= Beginning of Section =

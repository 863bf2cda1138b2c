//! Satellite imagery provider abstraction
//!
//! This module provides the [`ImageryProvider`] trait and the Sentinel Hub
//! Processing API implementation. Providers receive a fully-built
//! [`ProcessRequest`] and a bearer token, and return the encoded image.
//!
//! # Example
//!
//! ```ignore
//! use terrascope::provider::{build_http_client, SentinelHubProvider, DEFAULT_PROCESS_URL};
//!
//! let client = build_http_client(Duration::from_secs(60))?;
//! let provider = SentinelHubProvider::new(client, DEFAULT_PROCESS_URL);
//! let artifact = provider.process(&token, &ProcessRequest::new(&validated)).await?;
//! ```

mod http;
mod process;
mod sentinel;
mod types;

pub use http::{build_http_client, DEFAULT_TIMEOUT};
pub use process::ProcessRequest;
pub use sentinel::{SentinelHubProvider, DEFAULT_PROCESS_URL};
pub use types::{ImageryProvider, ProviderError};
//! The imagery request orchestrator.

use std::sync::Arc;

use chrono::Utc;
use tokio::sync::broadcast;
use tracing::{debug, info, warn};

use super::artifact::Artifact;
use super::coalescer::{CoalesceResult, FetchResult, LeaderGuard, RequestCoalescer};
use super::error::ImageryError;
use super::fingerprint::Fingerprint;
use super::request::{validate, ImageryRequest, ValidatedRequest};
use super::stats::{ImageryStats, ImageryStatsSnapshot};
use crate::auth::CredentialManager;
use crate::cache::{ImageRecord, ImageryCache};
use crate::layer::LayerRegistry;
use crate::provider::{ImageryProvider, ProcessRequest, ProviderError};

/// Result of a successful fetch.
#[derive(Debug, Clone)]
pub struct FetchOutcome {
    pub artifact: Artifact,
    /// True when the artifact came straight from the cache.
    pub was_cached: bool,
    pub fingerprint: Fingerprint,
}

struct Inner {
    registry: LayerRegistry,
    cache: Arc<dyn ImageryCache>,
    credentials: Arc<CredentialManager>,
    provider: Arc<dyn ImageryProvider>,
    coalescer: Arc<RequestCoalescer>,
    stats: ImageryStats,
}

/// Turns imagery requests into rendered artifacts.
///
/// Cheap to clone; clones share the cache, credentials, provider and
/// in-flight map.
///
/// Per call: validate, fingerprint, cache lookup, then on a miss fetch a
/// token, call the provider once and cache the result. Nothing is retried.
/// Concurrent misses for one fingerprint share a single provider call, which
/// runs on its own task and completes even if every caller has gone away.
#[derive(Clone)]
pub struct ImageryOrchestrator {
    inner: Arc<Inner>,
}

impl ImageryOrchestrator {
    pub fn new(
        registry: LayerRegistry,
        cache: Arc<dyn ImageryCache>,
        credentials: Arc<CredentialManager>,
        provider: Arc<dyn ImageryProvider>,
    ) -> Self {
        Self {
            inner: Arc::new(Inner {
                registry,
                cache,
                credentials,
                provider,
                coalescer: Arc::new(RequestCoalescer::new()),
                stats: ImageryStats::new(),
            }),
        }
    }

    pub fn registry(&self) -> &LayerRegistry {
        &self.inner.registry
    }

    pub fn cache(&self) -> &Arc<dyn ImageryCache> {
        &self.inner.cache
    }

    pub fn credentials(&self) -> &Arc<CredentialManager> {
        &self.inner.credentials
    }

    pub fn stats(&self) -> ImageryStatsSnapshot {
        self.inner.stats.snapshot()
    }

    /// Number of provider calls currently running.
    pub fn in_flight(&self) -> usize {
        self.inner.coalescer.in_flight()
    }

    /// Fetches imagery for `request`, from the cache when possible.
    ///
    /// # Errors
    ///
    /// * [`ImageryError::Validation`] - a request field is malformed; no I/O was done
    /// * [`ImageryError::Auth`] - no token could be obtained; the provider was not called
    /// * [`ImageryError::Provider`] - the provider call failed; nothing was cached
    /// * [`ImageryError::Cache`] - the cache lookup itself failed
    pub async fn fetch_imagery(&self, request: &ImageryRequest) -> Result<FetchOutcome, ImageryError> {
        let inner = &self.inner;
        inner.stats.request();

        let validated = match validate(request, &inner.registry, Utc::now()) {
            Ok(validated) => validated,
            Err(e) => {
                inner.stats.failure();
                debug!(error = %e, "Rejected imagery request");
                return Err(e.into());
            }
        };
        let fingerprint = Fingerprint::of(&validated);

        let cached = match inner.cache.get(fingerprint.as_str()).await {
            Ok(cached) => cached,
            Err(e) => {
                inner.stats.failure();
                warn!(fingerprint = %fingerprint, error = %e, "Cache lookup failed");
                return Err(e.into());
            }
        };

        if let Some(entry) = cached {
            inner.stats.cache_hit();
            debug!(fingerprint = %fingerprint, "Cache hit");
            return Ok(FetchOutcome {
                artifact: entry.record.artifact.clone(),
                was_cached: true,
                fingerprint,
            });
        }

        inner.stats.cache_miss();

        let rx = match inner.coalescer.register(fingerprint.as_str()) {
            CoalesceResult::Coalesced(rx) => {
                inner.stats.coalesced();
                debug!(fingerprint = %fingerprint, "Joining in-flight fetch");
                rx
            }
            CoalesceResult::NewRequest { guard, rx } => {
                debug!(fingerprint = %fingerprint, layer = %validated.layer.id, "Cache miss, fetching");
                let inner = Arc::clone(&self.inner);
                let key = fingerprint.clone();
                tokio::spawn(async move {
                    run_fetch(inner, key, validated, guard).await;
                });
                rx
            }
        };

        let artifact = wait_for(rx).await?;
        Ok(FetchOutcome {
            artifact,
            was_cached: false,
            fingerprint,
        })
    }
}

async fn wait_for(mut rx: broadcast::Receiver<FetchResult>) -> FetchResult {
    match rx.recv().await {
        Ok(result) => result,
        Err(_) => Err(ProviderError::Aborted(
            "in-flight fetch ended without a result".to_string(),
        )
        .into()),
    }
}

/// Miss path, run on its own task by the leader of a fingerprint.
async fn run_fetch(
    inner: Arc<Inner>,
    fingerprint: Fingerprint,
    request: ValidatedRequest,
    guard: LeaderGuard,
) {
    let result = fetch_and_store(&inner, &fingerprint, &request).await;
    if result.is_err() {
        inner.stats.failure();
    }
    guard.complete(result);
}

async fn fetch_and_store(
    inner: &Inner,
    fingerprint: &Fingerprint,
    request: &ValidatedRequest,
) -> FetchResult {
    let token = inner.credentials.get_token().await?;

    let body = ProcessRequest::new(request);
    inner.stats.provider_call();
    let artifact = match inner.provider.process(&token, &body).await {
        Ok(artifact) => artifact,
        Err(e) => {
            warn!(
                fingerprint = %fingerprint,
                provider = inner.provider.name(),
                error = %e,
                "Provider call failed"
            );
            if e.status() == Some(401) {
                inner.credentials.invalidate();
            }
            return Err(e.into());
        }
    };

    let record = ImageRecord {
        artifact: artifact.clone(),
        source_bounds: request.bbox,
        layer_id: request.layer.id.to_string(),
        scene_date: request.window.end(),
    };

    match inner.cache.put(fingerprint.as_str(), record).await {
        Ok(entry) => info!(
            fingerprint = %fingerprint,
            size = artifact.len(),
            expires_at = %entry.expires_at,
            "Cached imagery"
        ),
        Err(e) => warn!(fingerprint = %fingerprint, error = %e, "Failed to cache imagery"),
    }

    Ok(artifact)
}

= End of Section =

Required action: Where a line of the data above includes the string "task", pull it out.

Completed exercise:
/// runs on its own task and completes even if every caller has gone away.
/// Miss path, run on its own task by the leader of a fingerprint.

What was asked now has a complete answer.